═════ Data for the task

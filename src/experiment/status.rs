//! Experiment status - lifecycle state machine

use std::fmt;
use std::str::FromStr;

use serde::{Deserialize, Serialize};

use crate::Error;

/// Status of an experiment.
///
/// ```text
/// created ──> running ──> completed
///    │           │──────> failed
///    └───────────┴──────> cancelled   (external, manual)
/// ```
///
/// The store persists whatever status the caller sets; the transition table
/// in [`Status::can_transition_to`] is advisory for orchestration code.
#[derive(Debug, Clone, Copy, PartialEq, Eq, PartialOrd, Ord, Hash, Serialize, Deserialize)]
#[serde(rename_all = "lowercase")]
pub enum Status {
    /// Scaffolded, never run.
    Created,
    /// A run is in progress.
    Running,
    /// Entry point returned successfully.
    Completed,
    /// Entry point failed.
    Failed,
    /// Cancelled by user or system.
    Cancelled,
}

impl Status {
    /// All statuses, in lifecycle order.
    pub const ALL: [Self; 5] = [
        Self::Created,
        Self::Running,
        Self::Completed,
        Self::Failed,
        Self::Cancelled,
    ];

    /// Lowercase wire name.
    #[must_use]
    pub const fn as_str(self) -> &'static str {
        match self {
            Self::Created => "created",
            Self::Running => "running",
            Self::Completed => "completed",
            Self::Failed => "failed",
            Self::Cancelled => "cancelled",
        }
    }

    /// No transition leaves a terminal status.
    #[must_use]
    pub const fn is_terminal(self) -> bool {
        matches!(self, Self::Completed | Self::Failed | Self::Cancelled)
    }

    /// Whether `self -> next` is a legal lifecycle step.
    #[must_use]
    pub const fn can_transition_to(self, next: Self) -> bool {
        matches!(
            (self, next),
            (Self::Created, Self::Running)
                | (Self::Running, Self::Completed | Self::Failed)
                | (Self::Created | Self::Running, Self::Cancelled)
        )
    }
}

impl fmt::Display for Status {
    fn fmt(&self, f: &mut fmt::Formatter<'_>) -> fmt::Result {
        f.write_str(self.as_str())
    }
}

impl FromStr for Status {
    type Err = Error;

    fn from_str(s: &str) -> Result<Self, Self::Err> {
        Self::ALL
            .into_iter()
            .find(|status| status.as_str() == s)
            .ok_or_else(|| {
                Error::InvalidInput(format!(
                    "unknown status {s:?}; expected one of: created, running, completed, failed, cancelled"
                ))
            })
    }
}

#[cfg(test)]
mod tests {
    use super::*;

    #[test]
    fn test_status_wire_names() {
        assert_eq!(serde_json::to_string(&Status::Running).unwrap(), "\"running\"");
        let parsed: Status = serde_json::from_str("\"cancelled\"").unwrap();
        assert_eq!(parsed, Status::Cancelled);
    }

    #[test]
    fn test_status_lifecycle() {
        assert!(Status::Created.can_transition_to(Status::Running));
        assert!(Status::Running.can_transition_to(Status::Completed));
        assert!(Status::Running.can_transition_to(Status::Failed));
        assert!(Status::Created.can_transition_to(Status::Cancelled));
        assert!(!Status::Created.can_transition_to(Status::Completed));
        assert!(!Status::Completed.can_transition_to(Status::Running));
        assert!(!Status::Failed.can_transition_to(Status::Cancelled));
    }

    #[test]
    fn test_terminal_statuses() {
        let terminal: Vec<Status> = Status::ALL.into_iter().filter(|s| s.is_terminal()).collect();
        assert_eq!(terminal, vec![Status::Completed, Status::Failed, Status::Cancelled]);
    }

    #[test]
    fn test_from_str() {
        assert_eq!("running".parse::<Status>().unwrap(), Status::Running);
        assert!("Running".parse::<Status>().is_err());
    }
}
//! Run orchestration - discover, resolve, track, record
//!
//! ```text
//! discover script ─> parse overrides ─> resolve config        (fail fast, record untouched)
//!   └─ experiment id given?  record: running + git sha + command, saved
//! tracker.init_run(run id, config) ─> record.tracker_run_id, saved
//! entry point ─> tracker.finish() ─> record: completed | failed, saved
//! ```

use std::path::{Path, PathBuf};

use tracing::{info, warn};

use crate::contract::ConfigInstance;
use crate::experiment::{store, timestamp, Experiment, Status};
use crate::overrides::{parse_overrides, OverrideSet};
use crate::project::ProjectConfig;
use crate::resolve::resolve;
use crate::script::ScriptLoader;
use crate::tracker::{tracker_from_config, LocalTracker, Tracker};
use crate::{Error, Result};

/// Everything needed to start one run.
#[derive(Debug, Clone)]
pub struct RunRequest {
    script: PathBuf,
    config_path: Option<PathBuf>,
    experiment_id: Option<String>,
    overrides: Vec<String>,
    git_sha: Option<String>,
    project_root: Option<PathBuf>,
}

impl RunRequest {
    /// Run `script` with contract defaults only.
    #[must_use]
    pub fn new(script: impl Into<PathBuf>) -> Self {
        Self {
            script: script.into(),
            config_path: None,
            experiment_id: None,
            overrides: Vec::new(),
            git_sha: None,
            project_root: None,
        }
    }

    /// YAML file tier.
    #[must_use]
    pub fn config_path(mut self, path: impl Into<PathBuf>) -> Self {
        self.config_path = Some(path.into());
        self
    }

    /// Record the run against this experiment. Requires a project root.
    #[must_use]
    pub fn experiment(mut self, id: impl Into<String>) -> Self {
        self.experiment_id = Some(id.into());
        self
    }

    /// Raw `--flag value` override tokens.
    #[must_use]
    pub fn overrides<I, S>(mut self, tokens: I) -> Self
    where
        I: IntoIterator<Item = S>,
        S: Into<String>,
    {
        self.overrides = tokens.into_iter().map(Into::into).collect();
        self
    }

    /// Commit the working tree is at; stored on the experiment record.
    #[must_use]
    pub fn git_sha(mut self, sha: impl Into<String>) -> Self {
        self.git_sha = Some(sha.into());
        self
    }

    /// Project the run belongs to.
    #[must_use]
    pub fn project_root(mut self, root: impl Into<PathBuf>) -> Self {
        self.project_root = Some(root.into());
        self
    }

    /// Command line that reproduces this request.
    #[must_use]
    pub fn command_string(&self) -> String {
        build_command_string(
            &self.script.to_string_lossy(),
            self.config_path.as_deref().map(|p| p.to_string_lossy()).as_deref(),
            self.experiment_id.as_deref(),
            &self.overrides,
        )
    }
}

/// Result of a successful run.
#[derive(Debug, Clone)]
pub struct RunOutcome {
    /// Identifier handed to the tracker
    pub run_id: String,
    /// Config the entry point ran with
    pub config: ConfigInstance,
    /// Final state of the experiment record, when one was given
    pub experiment: Option<Experiment>,
}

/// Runs scripts through a [`ScriptLoader`].
#[derive(Debug, Clone, Default)]
pub struct Runner {
    loader: ScriptLoader,
}

impl Runner {
    /// Runner using a custom loader.
    #[must_use]
    pub const fn with_loader(loader: ScriptLoader) -> Self {
        Self { loader }
    }

    /// Execute a run.
    ///
    /// # Errors
    ///
    /// - discovery, override and resolution errors, before anything is
    ///   written
    /// - `InvalidInput` when an experiment is requested without a project root
    /// - `NotFound` when the experiment does not exist
    /// - `EntryFailed` when the entry point fails; the record is saved as
    ///   `failed` and the tracker finished first
    pub fn run(&self, request: &RunRequest, tracker: &mut dyn Tracker) -> Result<RunOutcome> {
        let script = self.loader.discover(&request.script)?;
        let overrides = if request.overrides.is_empty() {
            OverrideSet::new()
        } else {
            parse_overrides(&request.overrides, &script.contract)?
        };
        let config = resolve(&script.contract, request.config_path.as_deref(), Some(&overrides))?;

        let mut record = match &request.experiment_id {
            Some(id) => Some(start_experiment(request, id)?),
            None => None,
        };

        let run_id = request.experiment_id.clone().unwrap_or_else(generate_run_id);
        tracker.init_run(&run_id, &config.to_json())?;
        if let Some((experiment, path)) = record.as_mut() {
            experiment.set_tracker_run_id(Some(run_id.clone()));
            store::save(experiment, path)?;
        }

        info!(run_id = %run_id, script = %request.script.display(), "run started");
        let result = script.entry.invoke(&config, tracker);
        let finished = tracker.finish();

        if let Some((experiment, path)) = record.as_mut() {
            let status = if result.is_ok() { Status::Completed } else { Status::Failed };
            experiment.set_status(status);
            store::save(experiment, path)?;
        }

        match &result {
            Ok(()) => info!(run_id = %run_id, "run completed"),
            Err(e) => warn!(run_id = %run_id, error = %e, "run failed"),
        }
        result?;
        finished?;

        Ok(RunOutcome {
            run_id,
            config,
            experiment: record.map(|(experiment, _)| experiment),
        })
    }
}

fn start_experiment(request: &RunRequest, id: &str) -> Result<(Experiment, PathBuf)> {
    let root = request.project_root.as_deref().ok_or_else(|| {
        Error::InvalidInput(
            "Cannot use --experiment outside an ox project.\nRun from within your project directory."
                .to_string(),
        )
    })?;
    let (mut experiment, path) = store::find_by_id(id, root)?;
    experiment.set_git_sha(request.git_sha.clone());
    experiment.set_command(Some(request.command_string()));
    experiment.set_status(Status::Running);
    store::save(&experiment, &path)?;
    Ok((experiment, path))
}

/// Run with the default script loader.
///
/// # Errors
///
/// See [`Runner::run`].
pub fn run(request: &RunRequest, tracker: &mut dyn Tracker) -> Result<RunOutcome> {
    Runner::default().run(request, tracker)
}

/// Tracker for a run: the project's configured backend, or a default local
/// tracker outside a project.
///
/// # Errors
///
/// `ParseError` for a malformed `ox.yaml`; `InvalidInput` for an unknown
/// backend.
pub fn project_tracker(root: Option<&Path>) -> Result<Box<dyn Tracker>> {
    match root {
        Some(root) => {
            let config = ProjectConfig::load(root)?;
            tracker_from_config(&config.tracker, root)
        }
        None => {
            warn!("not inside an ox project; using a local tracker with defaults");
            Ok(Box::new(LocalTracker::default()))
        }
    }
}

/// `run-<timestamp>` with `:` replaced and `+` removed, safe as a file name.
#[must_use]
pub fn generate_run_id() -> String {
    format!("run-{}", timestamp::format(&timestamp::now()))
        .replace(':', "-")
        .replace('+', "")
}

/// `ox run <script> [--config p] [--experiment id] [-- overrides...]`
#[must_use]
pub fn build_command_string<S: AsRef<str>>(
    script: &str,
    config_path: Option<&str>,
    experiment_id: Option<&str>,
    overrides: &[S],
) -> String {
    let mut parts = vec!["ox", "run", script];
    if let Some(path) = config_path {
        parts.extend(["--config", path]);
    }
    if let Some(id) = experiment_id {
        parts.extend(["--experiment", id]);
    }
    if !overrides.is_empty() {
        parts.push("--");
        parts.extend(overrides.iter().map(|token| token.as_ref()));
    }
    parts.join(" ")
}

#[cfg(test)]
mod tests {
    use super::*;

    #[test]
    fn test_command_string_full() {
        let cmd = build_command_string("train.py", Some("c.yaml"), Some("baseline"), &["--lr", "0.1"]);
        assert_eq!(cmd, "ox run train.py --config c.yaml --experiment baseline -- --lr 0.1");
    }

    #[test]
    fn test_command_string_minimal() {
        assert_eq!(build_command_string::<&str>("train.py", None, None, &[]), "ox run train.py");
    }

    #[test]
    fn test_request_command_string() {
        let request = RunRequest::new("train.py").experiment("e1").overrides(["--debug"]);
        assert_eq!(request.command_string(), "ox run train.py --experiment e1 -- --debug");
    }

    #[test]
    fn test_generated_run_id_is_filename_safe() {
        let id = generate_run_id();
        assert!(id.starts_with("run-"));
        assert!(!id.contains(':'));
        assert!(!id.contains('+'));
    }

    #[test]
    fn test_project_tracker_outside_project() {
        assert!(project_tracker(None).is_ok());
    }
}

══════════

■ Exercise details
Give the number of lines above that contain the word "Serialize", with no other text.

■ Solution
2